Recombinant DNA is inserted into bacterial cells, through a process called

transformation. Only some cells receive plasmid DNA. Cells containing the vector have gained antibiotic resistance; it is therefore possible to select them by putting the cells in a culture medium that contains the antibiotic. The polymerase chain reaction (PCR) is a technology used to obtain several copies of a DNA sequence. It consists of a series of cycles of denaturation, annealing and elongation. At the end, the starting sequence is amplified at every cycle n of a factor 2n (32 cycles = 232 copies = >109 copies). In order to “read” the type and order of nucleotides in a DNA molecule, it is necessary to have:


• DNA template strand – the sequence we want to know;

• a primer complementary to a region in the DNA template;

• DNA polymerase;

• mix of 4 dNTPs (deoxynucleotides);

• fluorescently labeled ddNTPS (dideoxynucleotides).

DNA polymerase is incubated with a DNA template, as well as 4 dNTPs and one specific ddNTP which stop the chain elongation. With 4 separate reactions, one

for each ddNTP, it is possible to identify every base in the DNA template.

PCR technology allows the use of small amounts of DNA to obtain a sequencing.

In 2003 the Human Genome Project announced the complete sequencing of the human genome. It was a publicly funded, international research project that began in 1990.

The results of the project are useful in many fields:

• identifying mutations associated with different diseases;

• designing more efficient drugs and treatments;

• studying human evolution;

• improving forensic sciences.

Biotechnology changed the scientific research in criminal investigations:

• with the PCR it is possible to amplify even tiny amounts of DNA from biological samples;

• it is possible to provide a unique genetic profile from a sample of DNA.

DNA fingerprinting is the technique used to characterize the unique profile that can distinguish between two individuals, based on a DNA sequence.
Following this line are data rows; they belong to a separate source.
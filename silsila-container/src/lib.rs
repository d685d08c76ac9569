//! Core container implementation for Silsila DI.

pub mod container;
pub mod context;
pub mod error;
pub mod identifier;
pub mod lifecycle;
pub mod middleware;
pub mod provider;
pub mod record;
pub mod reference;
pub mod registration;
pub mod resolve;

pub use container::Container;
pub use context::ResolveContext;
pub use error::{Result, SilsilaError};
pub use identifier::{ServiceIdentifier, Token};
pub use lifecycle::Lifecycle;
pub use middleware::{
    Middleware, MiddlewareManager, MiddlewareName, NextResolve, ResolveEvent, ResolveParams,
    global_middleware,
};
pub use provider::{BoxError, Instance, Provider};
pub use record::{RecordNode, ResolveRecord};
pub use reference::{DynRef, LazyRef};
pub use registration::{Registration, RegistrationId};
pub use resolve::{ResolveOptions, resolve, resolve_all, resolve_optional};

pub mod prelude {
    pub use crate::container::Container;
    pub use crate::error::{Result, SilsilaError};
    pub use crate::identifier::{ServiceIdentifier, Token};
    pub use crate::lifecycle::Lifecycle;
    pub use crate::middleware::{Middleware, global_middleware};
    pub use crate::provider::Provider;
    pub use crate::reference::{DynRef, LazyRef};
    pub use crate::resolve::{ResolveOptions, resolve};
}
impl Container {
    /// The process-wide root container.
    ///
    /// Containers created with [`Container::new`] parent here, so a
    /// registration on the root is visible to every container that does
    /// not shadow it.
    pub fn root() -> &'static Container {
        &ROOT
    }

    /// Creates a container parented to the root container.
    pub fn new(name: impl Into<Arc<str>>) -> Self {
        Self::build(name, Some(Self::root().clone()))
    }

    /// Creates a container with an explicit parent.
    pub fn with_parent(name: impl Into<Arc<str>>, parent: &Container) -> Self {
        Self::build(name, Some(parent.clone()))
    }

    fn build(name: impl Into<Arc<str>>, parent: Option<Container>) -> Self {
        let name = name.into();
        let middleware = MiddlewareManager::new();
        let chain = MiddlewareChain::new(&middleware);
        let disposables = DisposableRegistry::new();
        disposables.add(Box::new(middleware.clone()));
        disposables.add(Box::new(chain.clone()));

        let container = Self {
            inner: Arc::new(ContainerInner {
                id: NEXT_CONTAINER_ID.fetch_add(1, Ordering::Relaxed),
                parent,
                table: RegistrationTable::new(),
                middleware,
                chain,
                disposables,
                disposed: AtomicBool::new(false),
                name,
            }),
        };

        debug!(
            target: "silsila",
            container = %container.name(),
            id = container.id(),
            parent = container.parent().map(Container::name),
            "Created container"
        );
        container
    }

    #[inline]
    pub fn name(&self) -> &str {
        &self.inner.name
    }

    #[inline]
    pub fn id(&self) -> u64 {
        self.inner.id
    }

    pub fn parent(&self) -> Option<&Container> {
        self.inner.parent.as_ref()
    }

    // =========================================================================
    // Registration surface
    // =========================================================================

    /// Appends a registration for `id`.
    ///
    /// Registrations do not replace each other: the newest wins for single
    /// resolution, while multi-resolution returns all of them in
    /// registration order.
    pub fn register(
        &self,
        id: impl Into<ServiceIdentifier>,
        provider: Provider,
    ) -> Result<RegistrationId> {
        self.ensure_active()?;
        let identifier = id.into();
        let registration = Registration::new(identifier.clone(), provider);
        let registration_id = registration.id();

        debug!(
            target: "silsila",
            container = %self.name(),
            identifier = %identifier,
            lifecycle = %registration.provider().lifecycle(),
            "Registered provider"
        );
        self.inner.table.insert(registration);
        Ok(registration_id)
    }

    /// Removes one registration (by id) or all registrations for `id`.
    ///
    /// Returns how many registrations were removed; removing an absent
    /// identifier is a no-op.
    pub fn unregister(
        &self,
        id: impl Into<ServiceIdentifier>,
        which: Option<RegistrationId>,
    ) -> Result<usize> {
        self.ensure_active()?;
        let identifier = id.into();
        let removed = self.inner.table.remove(&identifier, which);
        if removed > 0 {
            debug!(
                target: "silsila",
                container = %self.name(),
                identifier = %identifier,
                removed,
                "Unregistered"
            );
        }
        Ok(removed)
    }

    /// Whether `id` has a registration in this container.
    pub fn is_registered(&self, id: impl Into<ServiceIdentifier>) -> bool {
        self.inner.table.contains(&id.into())
    }

    /// Whether `id` has a registration here or in any ancestor.
    pub fn is_registered_recursive(&self, id: impl Into<ServiceIdentifier>) -> bool {
        let identifier = id.into();
        let mut cursor = Some(self);
        while let Some(container) = cursor {
            if container.inner.table.contains(&identifier) {
                return true;
            }
            cursor = container.parent();
        }
        false
    }

    /// All identifiers registered in this container (not ancestors).
    pub fn service_identifiers(&self) -> Vec<ServiceIdentifier> {
        self.inner.table.identifiers()
    }

    /// Number of registrations in this container.
    pub fn len(&self) -> usize {
        self.inner.table.len()
    }

    pub fn is_empty(&self) -> bool {
        self.inner.table.is_empty()
    }

    // =========================================================================
    // Typed resolution surface
    // =========================================================================

    /// Resolves `id` into an instance of `T`.
    pub fn resolve<T: Send + Sync + 'static>(
        &self,
        id: impl Into<ServiceIdentifier>,
    ) -> Result<Arc<T>> {
        let identifier = id.into();
        match self.resolve_erased(identifier.clone(), ResolveOptions::default())? {
            Resolved::One(instance) => downcast_instance(&identifier, instance),
            other => Err(unexpected(&identifier, &other)),
        }
    }

    /// Resolves `id` with explicit options; `None` on an optional miss
    /// without a default.
    ///
    /// Handles single eager resolution only: `multiple`, `lazy`, and
    /// `dynamic` have their own entry points.
    pub fn resolve_with<T: Send + Sync + 'static>(
        &self,
        id: impl Into<ServiceIdentifier>,
        options: ResolveOptions,
    ) -> Result<Option<Arc<T>>> {
        let identifier = id.into();
        if options.multiple || options.lazy || options.dynamic {
            return Err(SilsilaError::InvalidOptions(
                "resolve_with is single and eager; use resolve_all, resolve_lazy, or resolve_dynamic"
                    .to_string(),
            ));
        }
        match self.resolve_erased(identifier.clone(), options)? {
            Resolved::One(instance) => Ok(Some(downcast_instance(&identifier, instance)?)),
            Resolved::Absent(Some(default)) => {
                Ok(Some(downcast_instance(&identifier, default)?))
            }
            Resolved::Absent(None) => Ok(None),
            other => Err(unexpected(&identifier, &other)),
        }
    }

    /// Resolves `id` if registered, `None` otherwise.
    pub fn resolve_optional<T: Send + Sync + 'static>(
        &self,
        id: impl Into<ServiceIdentifier>,
    ) -> Result<Option<Arc<T>>> {
        self.resolve_with(id, ResolveOptions::new().optional())
    }

    /// Resolves every registration for `id`, in registration order.
    pub fn resolve_all<T: Send + Sync + 'static>(
        &self,
        id: impl Into<ServiceIdentifier>,
    ) -> Result<Vec<Arc<T>>> {
        self.resolve_all_with(id, ResolveOptions::new())
    }

    /// Multi-resolution with explicit options (e.g. `optional`, `local`).
    pub fn resolve_all_with<T: Send + Sync + 'static>(
        &self,
        id: impl Into<ServiceIdentifier>,
        options: ResolveOptions,
    ) -> Result<Vec<Arc<T>>> {
        let identifier = id.into();
        match self.resolve_erased(identifier.clone(), options.multiple())? {
            Resolved::Many(instances) => instances
                .into_iter()
                .map(|instance| downcast_instance(&identifier, instance))
                .collect(),
            other => Err(unexpected(&identifier, &other)),
        }
    }

    /// Defers resolution of `id` behind a memoizing [`LazyRef`].
    ///
    /// The registration is chosen now; the instance is produced on the
    /// first [`LazyRef::current`] read. The deferred edge does not count
    /// toward cycle detection, which is how constructor-time cycles are
    /// broken.
    pub fn resolve_lazy<T: Send + Sync + 'static>(
        &self,
        id: impl Into<ServiceIdentifier>,
    ) -> Result<LazyRef<T>> {
        let identifier = id.into();
        match self.resolve_erased(identifier.clone(), ResolveOptions::new().lazy())? {
            Resolved::Lazy(cell) => Ok(LazyRef::from_cell(cell)),
            other => Err(unexpected(&identifier, &other)),
        }
    }

    /// Defers resolution of `id` behind a re-resolving [`DynRef`].
    pub fn resolve_dynamic<T: Send + Sync + 'static>(
        &self,
        id: impl Into<ServiceIdentifier>,
    ) -> Result<DynRef<T>> {
        let identifier = id.into();
        match self.resolve_erased(identifier.clone(), ResolveOptions::new().dynamic())? {
            Resolved::Dynamic(cell) => Ok(DynRef::from_cell(cell)),
            other => Err(unexpected(&identifier, &other)),
        }
    }

    // =========================================================================
    // Middleware surface
    // =========================================================================

    /// Adds a middleware local to this container.
    pub fn use_middleware(&self, middleware: Middleware) -> Result<bool> {
        self.ensure_active()?;
        self.inner.middleware.use_middleware(middleware)
    }

    /// Removes a local middleware by name.
    pub fn remove_middleware(&self, name: impl Into<MiddlewareName>) -> Result<bool> {
        self.ensure_active()?;
        self.inner.middleware.remove_middleware(&name.into())
    }

    /// This container's local middleware manager.
    pub fn middleware(&self) -> &MiddlewareManager {
        &self.inner.middleware
    }

    /// Per-frame resolution events of this container's chain.
    pub fn resolve_events(&self) -> &Emitter<ResolveEvent> {
        self.inner.chain.events()
    }

    pub(crate) fn chain(&self) -> &MiddlewareChain {
        &self.inner.chain
    }

    // =========================================================================
    // Lookup and lifecycle
    // =========================================================================

    /// The first non-empty registration list for `identifier`, searching
    /// this container and, unless `local`, its ancestors.
    pub(crate) fn lookup(
        &self,
        identifier: &ServiceIdentifier,
        local: bool,
    ) -> Option<Vec<Arc<Registration>>> {
        let mut cursor = Some(self);
        while let Some(container) = cursor {
            let list = container.inner.table.get(identifier);
            if !list.is_empty() {
                return Some(list);
            }
            if local {
                return None;
            }
            cursor = container.parent();
        }
        None
    }

    pub(crate) fn ensure_active(&self) -> Result<()> {
        if self.is_disposed() {
            return Err(SilsilaError::Disposed {
                subject: format!("container '{}'", self.name()),
            });
        }
        Ok(())
    }

    pub fn is_disposed(&self) -> bool {
        self.inner.disposed.load(Ordering::Acquire)
    }

    /// Disposes this container: its middleware manager, its event
    /// subscriptions, and every cached singleton instance.
    ///
    /// Registrations stay in place but all operations on a disposed
    /// container fail. Child containers are not disposed.
    pub fn dispose(&self) {
        if self.inner.disposed.swap(true, Ordering::AcqRel) {
            return;
        }
        debug!(
            target: "silsila",
            container = %self.name(),
            registrations = self.len(),
            "Disposing container"
        );
        self.inner.disposables.dispose();
        self.inner.table.clear_instances();
    }
}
The technique uses highly variable and repetitive short sequences (short tandem repeats, STR), made up of repetitions of 3-5 nucleotides. After amplification with PCR, the products are displayed on agarose gel.

Biotechnologies can be used to modify the genome of some organisms (GMO, genetically modified organisms), in order to generate new varieties or to cancel, induce or change a characteristic of the organism. It is possible to generate genetically modified animals or plants. In agriculture, some species are subjet to genetic modification in order to obtain:

• better ripening processes;

• resistance to herbicide (or other chemical treatments);

• resistance to stress (cold, salinity, drought);

• resistance to pests (viruses, bacteria, insects, fungi);

• better nutritional value;

• production of exogenous recombinant proteins (enzymes, antibodies, antigenes for vaccines).

  1. Resistance to herbicides: corn, cotton and soy are transfected with genes that allows crops to resist the use of herbicides. 

  2. Resistance to stress: transected with the MAP kinase gene from the plant Arabidopsis thaliana confers resistance to cold, heat and salinity.

  3. Resistance to pests: tobacco and zucchini transfected with a gene from the tobacco mosaic virus; cotton and corn transfected with the Bt toxin from Bacillus thuringiensis.